[Collected data entries]
• • • •
// ---------------------------------------------------------------------------
// Messages
// ---------------------------------------------------------------------------

#[derive(Debug, Deserialize)]
#[serde(deny_unknown_fields)]
struct PublishBody {
    subject: String,
    payload: serde_json::Value,
    from: String,
    #[serde(default)]
    reply_to: Option<String>,
    #[serde(default)]
    budget: Option<relay_core::BudgetOverrides>,
}

async fn cmd_publish(
    State(state): State<Arc<AppState>>,
    Json(body): Json<serde_json::Value>,
) -> Result<impl IntoResponse, ApiError> {
    let body: PublishBody = parse_body(body)?;
    check_payload(&body.payload)?;

    let receipt = state
        .engine
        .publish(PublishRequest {
            subject: body.subject,
            from: body.from,
            reply_to: body.reply_to,
            payload: body.payload,
            budget: body.budget.unwrap_or_default(),
            parent: None,
        })
        .await?;
    Ok(Json(receipt))
}

#[derive(Debug, Deserialize)]
struct MessagesQuery {
    subject: Option<String>,
    status: Option<String>,
    from: Option<String>,
    cursor: Option<String>,
    limit: Option<usize>,
}

async fn cmd_list_messages(
    State(state): State<Arc<AppState>>,
    Query(query): Query<MessagesQuery>,
) -> Result<impl IntoResponse, ApiError> {
    let status = parse_status(query.status.as_deref())?;
    let page = state.store.messages().list(&MessageQuery {
        subject: query.subject,
        status,
        from: query.from,
        cursor: query.cursor,
        limit: query.limit,
    })?;
    Ok(Json(json!({
        "messages": page.messages,
        "next_cursor": page.next_cursor,
    })))
}

fn parse_status(raw: Option<&str>) -> Result<Option<MessageStatus>, ApiError> {
    match raw {
        None => Ok(None),
        Some(s) => MessageStatus::parse(s)
            .map(Some)
            .ok_or_else(|| ApiError::invalid_request(format!("unknown status '{s}'"))),
    }
}

async fn cmd_get_message(
    State(state): State<Arc<AppState>>,
    AxPath(id): AxPath<String>,
) -> Result<impl IntoResponse, ApiError> {
    let id = parse_message_id(&id)?;
    let envelope = state
        .store
        .messages()
        .get(id)?
        .ok_or_else(|| ApiError::not_found(format!("message {id} not found")))?;
    Ok(Json(envelope))
}

async fn cmd_get_trace(
    State(state): State<Arc<AppState>>,
    AxPath(id): AxPath<String>,
) -> Result<impl IntoResponse, ApiError> {
    let id = parse_message_id(&id)?;
    let envelope = state
        .store
        .messages()
        .get(id)?
        .ok_or_else(|| ApiError::not_found(format!("message {id} not found")))?;
    let spans = state.store.traces().get_trace(envelope.trace_id)?;
    Ok(Json(json!({
        "trace_id": envelope.trace_id,
        "spans": spans,
    })))
}

fn parse_message_id(raw: &str) -> Result<Uuid, ApiError> {
    raw.parse()
        .map_err(|_| ApiError::invalid_request(format!("invalid message id '{raw}'")))
}

// ---------------------------------------------------------------------------
// Conversations
// ---------------------------------------------------------------------------

async fn cmd_conversations(
    State(state): State<Arc<AppState>>,
) -> Result<impl IntoResponse, ApiError> {
    let page = state.store.messages().list(&MessageQuery {
        limit: Some(relay_store::messages::MAX_LIMIT),
        ..Default::default()
    })?;
    let dead_letters = state.store.dead_letters().list(None)?;
    let conversations = project(&page.messages, &dead_letters, &NullResolver);
    Ok(Json(json!({ "conversations": conversations })))
}

// ---------------------------------------------------------------------------
// Endpoints
// ---------------------------------------------------------------------------

#[derive(Debug, Deserialize)]
#[serde(deny_unknown_fields)]
struct RegisterBody {
    subject: String,
}

async fn cmd_list_endpoints(
    State(state): State<Arc<AppState>>,
) -> Result<impl IntoResponse, ApiError> {
    Ok(Json(state.store.endpoints().list()?))
}

async fn cmd_register_endpoint(
    State(state): State<Arc<AppState>>,
    Json(body): Json<serde_json::Value>,
) -> Result<impl IntoResponse, ApiError> {
    let body: RegisterBody = parse_body(body)?;
    relay_subject::validate_pattern(&body.subject)
        .map_err(|e| ApiError::invalid_subject(e.to_string()))?;
    let endpoint = state.store.endpoints().register(&body.subject, None)?;
    Ok((StatusCode::CREATED, Json(endpoint)))
}

async fn cmd_unregister_endpoint(
    State(state): State<Arc<AppState>>,
    AxPath(subject): AxPath<String>,
) -> Result<impl IntoResponse, ApiError> {
    let removed = state.store.endpoints().unregister(&subject)?;
    Ok(Json(json!({ "success": removed })))
}

#[derive(Debug, Deserialize)]
struct InboxQuery {
    status: Option<String>,
    cursor: Option<String>,
    limit: Option<usize>,
}

async fn cmd_inbox(
    State(state): State<Arc<AppState>>,
    AxPath(subject): AxPath<String>,
    Query(query): Query<InboxQuery>,
) -> Result<impl IntoResponse, ApiError> {
    let endpoint = state
        .store
        .endpoints()
        .get(&subject)?
        .ok_or_else(|| ApiError::not_found(format!("endpoint '{subject}' not found")))?;

    let status = parse_status(query.status.as_deref())?;
    let exact = relay_subject::is_literal(&endpoint.subject);
    let page = state.store.messages().list(&MessageQuery {
        subject: exact.then(|| endpoint.subject.clone()),
        status,
        from: None,
        cursor: query.cursor,
        limit: query.limit,
    })?;

    // Pattern endpoints filter the page in memory; the cursor stays stable
    // because filtering is deterministic over the fixed newest-first order.
    let messages: Vec<_> = if exact {
        page.messages
    } else {
        page.messages
            .into_iter()
            .filter(|m| relay_subject::matches(&endpoint.subject, &m.subject))
            .collect()
    };

    Ok(Json(json!({
        "messages": messages,
        "next_cursor": page.next_cursor,
    })))
}

// ---------------------------------------------------------------------------
// Dead letters
// ---------------------------------------------------------------------------

#[derive(Debug, Deserialize)]
struct DeadLetterQuery {
    endpoint_hash: Option<u64>,
}

async fn cmd_dead_letters(
    State(state): State<Arc<AppState>>,
    Query(query): Query<DeadLetterQuery>,
) -> Result<impl IntoResponse, ApiError> {
    Ok(Json(state.store.dead_letters().list(query.endpoint_hash)?))
}

// ---------------------------------------------------------------------------
// Adapters
// ---------------------------------------------------------------------------

async fn cmd_list_adapters(
    State(state): State<Arc<AppState>>,
) -> Result<impl IntoResponse, ApiError> {
    let mut out = Vec::new();
    for record in state.manager.records()? {
        let status = state.manager.status(&record.id).await;
        out.push(json!({ "config": record, "status": status }));
    }
    Ok(Json(out))
}

async fn cmd_catalog(State(state): State<Arc<AppState>>) -> impl IntoResponse {
    Json(state.manager.catalog().await)
}

#[derive(Debug, Deserialize)]
#[serde(deny_unknown_fields)]
struct AddAdapterBody {
    #[serde(rename = "type")]
    adapter_type: String,
    id: String,
    config: serde_json::Value,
    #[serde(default = "default_true")]
    enabled: bool,
}

fn default_true() -> bool {
    true
}

async fn cmd_add_adapter(
    State(state): State<Arc<AppState>>,
    Json(body): Json<serde_json::Value>,
) -> Result<impl IntoResponse, ApiError> {
    let body: AddAdapterBody = parse_body(body)?;
    state
        .manager
        .add(&body.adapter_type, &body.id, body.config, body.enabled)
        .await?;
    Ok(Json(json!({ "ok": true, "id": body.id })))
}

async fn cmd_adapter_status(
    State(state): State<Arc<AppState>>,
    AxPath(id): AxPath<String>,
) -> Result<impl IntoResponse, ApiError> {
    state
        .manager
        .status(&id)
        .await
        .map(Json)
        .ok_or_else(|| ApiError::not_found(format!("adapter '{id}' not found")))
}

async fn cmd_remove_adapter(
    State(state): State<Arc<AppState>>,
    AxPath(id): AxPath<String>,
) -> Result<impl IntoResponse, ApiError> {
    state.manager.remove(&id).await?;
    Ok(Json(json!({ "ok": true })))
}

#[derive(Debug, Deserialize)]
#[serde(deny_unknown_fields)]
struct UpdateConfigBody {
    config: serde_json::Value,
}

async fn cmd_update_adapter_config(
    State(state): State<Arc<AppState>>,
    AxPath(id): AxPath<String>,
    Json(body): Json<serde_json::Value>,
) -> Result<impl IntoResponse, ApiError> {
    let body: UpdateConfigBody = parse_body(body)?;
    state.manager.update_config(&id, body.config).await?;
    Ok(Json(json!({ "ok": true })))
}

async fn cmd_enable_adapter(
    State(state): State<Arc<AppState>>,
    AxPath(id): AxPath<String>,
) -> Result<impl IntoResponse, ApiError> {
    state.manager.enable(&id).await?;
    Ok(Json(json!({ "ok": true })))
}

async fn cmd_disable_adapter(
    State(state): State<Arc<AppState>>,
    AxPath(id): AxPath<String>,
) -> Result<impl IntoResponse, ApiError> {
    state.manager.disable(&id).await?;
    Ok(Json(json!({ "ok": true })))
}

#[derive(Debug, Deserialize)]
#[serde(deny_unknown_fields)]
struct TestAdapterBody {
    #[serde(rename = "type")]
    adapter_type: String,
    config: serde_json::Value,
}

async fn cmd_test_adapter(
    State(state): State<Arc<AppState>>,
    Json(body): Json<serde_json::Value>,
) -> Result<impl IntoResponse, ApiError> {
    let body: TestAdapterBody = parse_body(body)?;
    let outcome = state
        .manager
        .test_connection(&body.adapter_type, body.config)
        .await?;
    Ok(Json(outcome))
}

async fn cmd_reload_adapters(
    State(state): State<Arc<AppState>>,
) -> Result<impl IntoResponse, ApiError> {
    let loaded = state.manager.reload().await?;
    Ok(Json(json!({ "ok": true, "loaded": loaded })))
}

// ---------------------------------------------------------------------------
// Bindings
// ---------------------------------------------------------------------------

#[derive(Debug, Deserialize)]
#[serde(deny_unknown_fields)]
struct BindingBody {
    id: String,
    adapter_id: String,
    agent_id: String,
    agent_dir: String,
    session_strategy: SessionStrategy,
    label: String,
}

async fn cmd_list_bindings(
    State(state): State<Arc<AppState>>,
) -> Result<impl IntoResponse, ApiError> {
    Ok(Json(state.manager.list_bindings()?))
}

async fn cmd_add_binding(
    State(state): State<Arc<AppState>>,
    Json(body): Json<serde_json::Value>,
) -> Result<impl IntoResponse, ApiError> {
    let body: BindingBody = parse_body(body)?;
    let binding = Binding {
        id: body.id,
        adapter_id: body.adapter_id,
        agent_id: body.agent_id,
        agent_dir: body.agent_dir,
        session_strategy: body.session_strategy,
        label: body.label,
    };
    state.manager.add_binding(binding.clone()).await?;
    Ok((StatusCode::CREATED, Json(binding)))
}

async fn cmd_remove_binding(
    State(state): State<Arc<AppState>>,
    AxPath(id): AxPath<String>,
) -> Result<impl IntoResponse, ApiError> {
    state.manager.remove_binding(&id).await?;
    Ok(Json(json!({ "ok": true })))
}

// ---------------------------------------------------------------------------
// Webhooks
// ---------------------------------------------------------------------------

async fn cmd_webhook(
    State(state): State<Arc<AppState>>,
    AxPath(adapter_id): AxPath<String>,
    headers: HeaderMap,
    body: axum::body::Bytes,
) -> Result<impl IntoResponse, ApiError> {
    let signature = headers
        .get("x-signature")
        .and_then(|v| v.to_str().ok());
    let receipt = state
        .manager
        .handle_webhook(&adapter_id, &body, signature)
        .await?;
    Ok(Json(json!({ "ok": true, "message_id": receipt.message_id })))
}
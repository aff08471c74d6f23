// SPDX-License-Identifier: MIT OR Apache-2.0
//! Session routing for adapter-to-agent bindings.
//!
//! Tracks which agent session serves which external chat, per binding.
//! When bindings disappear the orphaned sessions must be cleaned up so the
//! router stops targeting removed pairings.

use std::collections::{HashMap, HashSet};
use std::sync::{Arc, RwLock};
use uuid::Uuid;

type SessionMap = HashMap<String, HashMap<String, Uuid>>;

/// Maps `(binding id, chat key)` pairs to agent session ids.
#[derive(Clone, Default)]
pub struct SessionRouter {
    inner: Arc<RwLock<SessionMap>>,
}

impl SessionRouter {
    /// Create an empty router.
    pub fn new() -> Self {
        Self::default()
    }

    /// Return the session for `(binding_id, chat_key)`, creating one if the
    /// pair is new.
    pub fn ensure_session(&self, binding_id: &str, chat_key: &str) -> Uuid {
        let mut map = self.inner.write().expect("session map poisoned");
        *map.entry(binding_id.to_string())
            .or_default()
            .entry(chat_key.to_string())
            .or_insert_with(Uuid::new_v4)
    }

    /// Look up an existing session without creating one.
    pub fn get(&self, binding_id: &str, chat_key: &str) -> Option<Uuid> {
        let map = self.inner.read().expect("session map poisoned");
        map.get(binding_id).and_then(|m| m.get(chat_key)).copied()
    }

    /// Number of live sessions across all bindings.
    pub fn session_count(&self) -> usize {
        let map = self.inner.read().expect("session map poisoned");
        map.values().map(HashMap::len).sum()
    }

    /// Drop sessions whose binding id is not in `active`. Returns how many
    /// sessions were removed.
    pub fn cleanup_orphaned_sessions(&self, active: &HashSet<String>) -> usize {
        let mut map = self.inner.write().expect("session map poisoned");
        let mut removed = 0;
        map.retain(|binding_id, sessions| {
            if active.contains(binding_id) {
                true
            } else {
                removed += sessions.len();
                false
            }
        });
        removed
    }
}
• • • •
Assignment.
In the records above, find the lines holding "removed". Copy each one.

Your solution.
    let removed = state.store.endpoints().unregister(&subject)?;
    Ok(Json(json!({ "success": removed })))
//! router stops targeting removed pairings.
    /// sessions were removed.
        let mut removed = 0;
                removed += sessions.len();
        removed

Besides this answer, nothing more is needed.